El camino del loco no conoce el desaliento, porque incluso los espejismos sirvieron para llevarle lejos. El camino del loco tiene vida propia y se estira y se acorta, se retrasa, se acelera, serpentea bajo cada paso que el caminante pone en el suelo. El camino del loco desaparece tras sus pasos y no existe por delante. El camino del loco, tiene vida propia y busca quien le un sentido por el mero hecho de ser andado.
El loco y su camino han hecho un trato: el loco ama su camino, aunque no lo mira, porque confía. Y el camino ama al loco, porque cada pie que pone sobre su tierra es una semilla que le siembra.

El termómetro

enero 16, 2006

De pronto el planeta entero se contuvo.

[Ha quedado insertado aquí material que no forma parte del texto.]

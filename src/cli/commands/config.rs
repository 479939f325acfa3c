//! Config Command
//!
//! Manage revive configuration.
//!
//! Usage:
//!   revive config show [-g] [-f json]
//!   revive config path
//!   revive config init [--force]

use std::path::Path;

use crate::cli::ui::Output;
use crate::cli::util::{OutputFormat, resolve_repo};
use crate::config::ConfigLoader;
use crate::types::Result;

/// Show configuration
pub fn show(repo: &Path, global: bool, format: OutputFormat) -> Result<()> {
    if global {
        match ConfigLoader::global_config_path() {
            Some(global_path) if global_path.exists() => {
                let content = std::fs::read_to_string(&global_path)?;
                println!("# Global Config: {}\n", global_path.display());
                println!("{}", content);
            }
            Some(_) => {
                println!("No global config found.");
            }
            None => {
                println!("Cannot determine global config directory.");
            }
        }
        return Ok(());
    }

    // Merged effective config
    let repo = resolve_repo(repo)?;
    println!("{}", ConfigLoader::render(&repo, format.is_json())?);
    Ok(())
}

/// Show configuration paths
pub fn path(repo: &Path) -> Result<()> {
    let repo = resolve_repo(repo)?;
    let out = Output::new();

    match ConfigLoader::global_config_path() {
        Some(global) => out.field(
            "Global",
            format!("{}{}", global.display(), exists_marker(&global)),
        ),
        None => out.field("Global", "(unavailable)"),
    }
    let project = ConfigLoader::project_config_path(&repo);
    out.field(
        "Project",
        format!("{}{}", project.display(), exists_marker(&project)),
    );

    let config = ConfigLoader::load_for(&repo)?;
    let spec = config.spec.resolve(&repo);
    out.field("Spec", format!("{}{}", spec.display(), exists_marker(&spec)));
    out.field("Hooks", config.hooks.resolve(&repo).display());
    out.field("Reports", config.output.resolve(&repo).display());
    Ok(())
}

/// Initialize project configuration
pub fn init_project(repo: &Path, force: bool) -> Result<()> {
    let repo = resolve_repo(repo)?;
    let dir = ConfigLoader::init_project(&repo, force)?;
    let out = Output::new();
    out.success("Initialized project configuration");
    out.field("Directory", dir.display());
    out.field(
        "Config",
        ConfigLoader::project_config_path(&repo).display(),
    );
    Ok(())
}

fn exists_marker(path: &Path) -> &'static str {
    if path.exists() { "" } else { " (missing)" }
}
use crate::Ray;

/// Ray/triangle intersection record.
///
/// Barycentric convention: `p = (1 - u - v) * a + u * b + v * c`.
#[derive(Debug, Clone, Copy, PartialEq, Default)]
pub struct Hit {
    /// Mesh id of the triangle, see [`crate::Triangle::id`]
    pub triangle_id: u32,
    pub t: f32,
    pub u: f32,
    pub v: f32,
}

impl Hit {
    #[inline]
    pub fn new(triangle_id: u32, t: f32, u: f32, v: f32) -> Self {
        Self {
            triangle_id,
            t,
            u,
            v,
        }
    }

    /// Intersection point along the ray
    #[inline]
    pub fn point(&self, ray: &Ray) -> glam::Vec3A {
        ray.at(self.t)
    }

    /// Intersection point rebuilt from the triangle vertices
    #[inline]
    pub fn barycentric_point(
        &self,
        a: glam::Vec3A,
        b: glam::Vec3A,
        c: glam::Vec3A,
    ) -> glam::Vec3A {
        self.interpolate(a, b, c)
    }

    /// Blend per-vertex attributes (normals, texcoords stored as xyz, ...)
    #[inline]
    pub fn interpolate(
        &self,
        a: glam::Vec3A,
        b: glam::Vec3A,
        c: glam::Vec3A,
    ) -> glam::Vec3A {
        (1.0 - self.u - self.v) * a + self.u * b + self.v * c
    }
}
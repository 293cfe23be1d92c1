extern crate glam;

use rand::{
    distributions::{Distribution, Standard},
    Rng,
};

use crate::{Grow, AABB};

/// Triangle stored as an origin vertex plus the two edges leaving it, which
/// is the layout the ray intersection test consumes.
///
/// `id` is the index of the triangle in the caller's mesh. It survives the
/// reordering done while building a BVH.
#[derive(Debug, Clone, Copy, PartialEq)]
pub struct Triangle {
    pub origin: glam::Vec3A,
    pub edge1: glam::Vec3A,
    pub edge2: glam::Vec3A,
    pub id: u32,
}

impl Triangle {
    /// Zeroed Triangle
    pub const ZERO: Self = Triangle {
        origin: glam::Vec3A::ZERO,
        edge1: glam::Vec3A::ZERO,
        edge2: glam::Vec3A::ZERO,
        id: 0,
    };

    #[inline]
    pub fn new(a: glam::Vec3A, b: glam::Vec3A, c: glam::Vec3A, id: u32) -> Triangle {
        Triangle {
            origin: a,
            edge1: b - a,
            edge2: c - a,
            id,
        }
    }

    #[inline]
    pub fn vertex0(&self) -> glam::Vec3A {
        self.origin
    }

    #[inline]
    pub fn vertex1(&self) -> glam::Vec3A {
        self.origin + self.edge1
    }

    #[inline]
    pub fn vertex2(&self) -> glam::Vec3A {
        self.origin + self.edge2
    }

    /// Bounding box of the three vertices
    #[inline]
    pub fn bounds(&self) -> AABB {
        let mut aabb = AABB::default();
        aabb.grow(self);
        aabb
    }

    /// Center of the bounding box (not the vertex average)
    #[inline]
    pub fn centroid(&self) -> glam::Vec3A {
        self.bounds().center()
    }

    /// Geometric normal, not normalized. Its length is twice the area.
    #[inline]
    pub fn normal(&self) -> glam::Vec3A {
        self.edge1.cross(self.edge2)
    }

    #[inline]
    pub fn area(&self) -> f32 {
        self.normal().length() * 0.5
    }

    /// Same triangle with another mesh id
    #[inline]
    pub fn with_id(mut self, id: u32) -> Triangle {
        self.id = id;
        self
    }
}

impl Default for Triangle {
    fn default() -> Self {
        Self::ZERO
    }
}

impl Distribution<Triangle> for Standard {
    #[inline]
    fn sample<R: Rng + ?Sized>(&self, rng: &mut R) -> Triangle {
        Triangle::new(rng.gen(), rng.gen(), rng.gen(), 0)
    }
}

La inocente exploración de un niño en el jardín de su casa había dado con el agujero más profundo jamás descubierto. “No sabemos lo que se esconde ahí abajo”, dijo el General Tomas Hawks, responsable de las unidades de asalto de Minessota, “pero de una cosa sí estamos seguros: es de este mundo”.
En seguida los equipos de Seguridad Nacional se encargaron de establecer un perímetro de seguridad alrededor de la casita familiar y una corte de científicos aislados en sus trajes especiales empezó a hacer estragos en la cocina. “Es que este trabajo da mucha sed”, decían para justificar que no dejaban lata de cocacola con chispa de vida.
“Los análisis demuestran que nos encontamos ante un termómetro terrestre”, declaró a la TV el jefe de investigaciones. “Parece ser que hay una sustancia palpitando ahí abajo que responde a unos estimulos que no hemos identificado. Hemos detectado que dicha sustancia asciende cada vez a mayor velocidad hacia la superficie. America debe prepararse para lo peor”.
¿Será que la tierra tiene fiebre? ¿Será una amenaza? ¿Un volcán de cuello estrechísimo en medio de una urbanización rosada? Los medios de comunicación se encargaban de propagar un mensaje de inseguridad nacional. “Debemos estar todos acojonados”, se justificaba el director de Informativos, “porque si ocurre algo malo mejor estar protegidos que expuestos”.
Algunas voces civiles y científicas propusieron tapar el agujerito. Si es una mierdecilla de diez centímetros, decían. A eso se le mete un buen corcho y listo.
Pero uno de esos científicos borrachos que en las películas no tienen más remedio que ir a rescatar del desierto, dijo: “No recomiendo taparlo con corcho. Sin la ventilación adecuada la sustancia podría implosionar y provocar un desastre de consecuencias incalculables”.
¿Y qué sugieres que hagamos, listo?, le dijeron los demás.
“Hagamos lo único que podemos hacer como científicos”, respondió muy tranquilo. “Tomar la temperatura y punto”. Y dicho esto se bebió la última cocacola que quedaba en la nevera.